Exercise details: Print out the full listing exactly as it reads.

Material provided:
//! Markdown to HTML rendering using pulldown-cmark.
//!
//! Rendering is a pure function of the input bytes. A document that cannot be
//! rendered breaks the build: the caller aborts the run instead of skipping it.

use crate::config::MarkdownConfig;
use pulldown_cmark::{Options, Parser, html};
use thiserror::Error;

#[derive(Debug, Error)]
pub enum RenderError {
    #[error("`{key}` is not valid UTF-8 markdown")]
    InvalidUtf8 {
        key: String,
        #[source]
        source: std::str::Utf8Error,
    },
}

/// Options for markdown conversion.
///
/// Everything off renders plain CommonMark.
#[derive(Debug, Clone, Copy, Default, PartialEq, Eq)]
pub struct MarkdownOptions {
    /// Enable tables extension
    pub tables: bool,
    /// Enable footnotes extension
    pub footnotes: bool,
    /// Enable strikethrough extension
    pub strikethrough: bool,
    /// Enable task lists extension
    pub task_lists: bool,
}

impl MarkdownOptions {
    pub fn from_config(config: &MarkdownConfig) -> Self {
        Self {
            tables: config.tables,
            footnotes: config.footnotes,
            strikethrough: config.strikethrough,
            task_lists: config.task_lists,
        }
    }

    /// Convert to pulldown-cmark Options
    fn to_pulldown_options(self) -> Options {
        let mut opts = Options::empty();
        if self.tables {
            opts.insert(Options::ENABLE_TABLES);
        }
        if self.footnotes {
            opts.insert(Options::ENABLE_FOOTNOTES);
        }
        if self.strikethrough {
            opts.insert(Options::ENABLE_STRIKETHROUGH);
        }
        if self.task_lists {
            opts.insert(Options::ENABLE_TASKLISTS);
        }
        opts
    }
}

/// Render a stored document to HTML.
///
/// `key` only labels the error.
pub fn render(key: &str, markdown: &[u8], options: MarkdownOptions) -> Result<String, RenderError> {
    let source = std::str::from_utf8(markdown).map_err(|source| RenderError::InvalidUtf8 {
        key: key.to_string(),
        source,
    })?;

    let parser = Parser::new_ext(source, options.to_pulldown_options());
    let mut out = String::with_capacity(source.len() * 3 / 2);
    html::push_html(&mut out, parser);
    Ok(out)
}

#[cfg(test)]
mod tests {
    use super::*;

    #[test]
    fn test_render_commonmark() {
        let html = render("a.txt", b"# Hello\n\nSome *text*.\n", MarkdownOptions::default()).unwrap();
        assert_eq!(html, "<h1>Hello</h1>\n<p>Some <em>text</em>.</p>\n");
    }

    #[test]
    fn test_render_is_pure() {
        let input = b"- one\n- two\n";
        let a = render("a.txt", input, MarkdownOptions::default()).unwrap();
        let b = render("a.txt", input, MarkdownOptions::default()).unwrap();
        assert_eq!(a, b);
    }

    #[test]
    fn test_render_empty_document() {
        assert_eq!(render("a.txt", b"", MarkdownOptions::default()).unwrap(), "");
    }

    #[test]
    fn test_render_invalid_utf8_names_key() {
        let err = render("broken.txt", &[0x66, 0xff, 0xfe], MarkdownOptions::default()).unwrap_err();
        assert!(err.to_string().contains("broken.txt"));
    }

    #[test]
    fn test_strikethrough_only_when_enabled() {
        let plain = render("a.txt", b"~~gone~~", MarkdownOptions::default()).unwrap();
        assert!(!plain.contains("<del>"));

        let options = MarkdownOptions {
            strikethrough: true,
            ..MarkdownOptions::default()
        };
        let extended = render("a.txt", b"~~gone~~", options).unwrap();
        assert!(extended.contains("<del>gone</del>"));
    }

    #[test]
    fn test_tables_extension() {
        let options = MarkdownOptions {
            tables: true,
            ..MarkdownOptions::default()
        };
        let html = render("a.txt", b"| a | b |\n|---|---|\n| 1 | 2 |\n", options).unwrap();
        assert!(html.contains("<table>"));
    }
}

Solution for this problem:
//! Markdown to HTML rendering using pulldown-cmark.
//!
//! Rendering is a pure function of the input bytes. A document that cannot be
//! rendered breaks the build: the caller aborts the run instead of skipping it.

use crate::config::MarkdownConfig;
use pulldown_cmark::{Options, Parser, html};
use thiserror::Error;

#[derive(Debug, Error)]
pub enum RenderError {
    #[error("`{key}` is not valid UTF-8 markdown")]
    InvalidUtf8 {
        key: String,
        #[source]
        source: std::str::Utf8Error,
    },
}

/// Options for markdown conversion.
///
/// Everything off renders plain CommonMark.
#[derive(Debug, Clone, Copy, Default, PartialEq, Eq)]
pub struct MarkdownOptions {
    /// Enable tables extension
    pub tables: bool,
    /// Enable footnotes extension
    pub footnotes: bool,
    /// Enable strikethrough extension
    pub strikethrough: bool,
    /// Enable task lists extension
    pub task_lists: bool,
}

impl MarkdownOptions {
    pub fn from_config(config: &MarkdownConfig) -> Self {
        Self {
            tables: config.tables,
            footnotes: config.footnotes,
            strikethrough: config.strikethrough,
            task_lists: config.task_lists,
        }
    }

    /// Convert to pulldown-cmark Options
    fn to_pulldown_options(self) -> Options {
        let mut opts = Options::empty();
        if self.tables {
            opts.insert(Options::ENABLE_TABLES);
        }
        if self.footnotes {
            opts.insert(Options::ENABLE_FOOTNOTES);
        }
        if self.strikethrough {
            opts.insert(Options::ENABLE_STRIKETHROUGH);
        }
        if self.task_lists {
            opts.insert(Options::ENABLE_TASKLISTS);
        }
        opts
    }
}

/// Render a stored document to HTML.
///
/// `key` only labels the error.
pub fn render(key: &str, markdown: &[u8], options: MarkdownOptions) -> Result<String, RenderError> {
    let source = std::str::from_utf8(markdown).map_err(|source| RenderError::InvalidUtf8 {
        key: key.to_string(),
        source,
    })?;

    let parser = Parser::new_ext(source, options.to_pulldown_options());
    let mut out = String::with_capacity(source.len() * 3 / 2);
    html::push_html(&mut out, parser);
    Ok(out)
}

#[cfg(test)]
mod tests {
    use super::*;

    #[test]
    fn test_render_commonmark() {
        let html = render("a.txt", b"# Hello\n\nSome *text*.\n", MarkdownOptions::default()).unwrap();
        assert_eq!(html, "<h1>Hello</h1>\n<p>Some <em>text</em>.</p>\n");
    }

    #[test]
    fn test_render_is_pure() {
        let input = b"- one\n- two\n";
        let a = render("a.txt", input, MarkdownOptions::default()).unwrap();
        let b = render("a.txt", input, MarkdownOptions::default()).unwrap();
        assert_eq!(a, b);
    }

    #[test]
    fn test_render_empty_document() {
        assert_eq!(render("a.txt", b"", MarkdownOptions::default()).unwrap(), "");
    }

    #[test]
    fn test_render_invalid_utf8_names_key() {
        let err = render("broken.txt", &[0x66, 0xff, 0xfe], MarkdownOptions::default()).unwrap_err();
        assert!(err.to_string().contains("broken.txt"));
    }

    #[test]
    fn test_strikethrough_only_when_enabled() {
        let plain = render("a.txt", b"~~gone~~", MarkdownOptions::default()).unwrap();
        assert!(!plain.contains("<del>"));

        let options = MarkdownOptions {
            strikethrough: true,
            ..MarkdownOptions::default()
        };
        let extended = render("a.txt", b"~~gone~~", options).unwrap();
        assert!(extended.contains("<del>gone</del>"));
    }

    #[test]
    fn test_tables_extension() {
        let options = MarkdownOptions {
            tables: true,
            ..MarkdownOptions::default()
        };
        let html = render("a.txt", b"| a | b |\n|---|---|\n| 1 | 2 |\n", options).unwrap();
        assert!(html.contains("<table>"));
    }
}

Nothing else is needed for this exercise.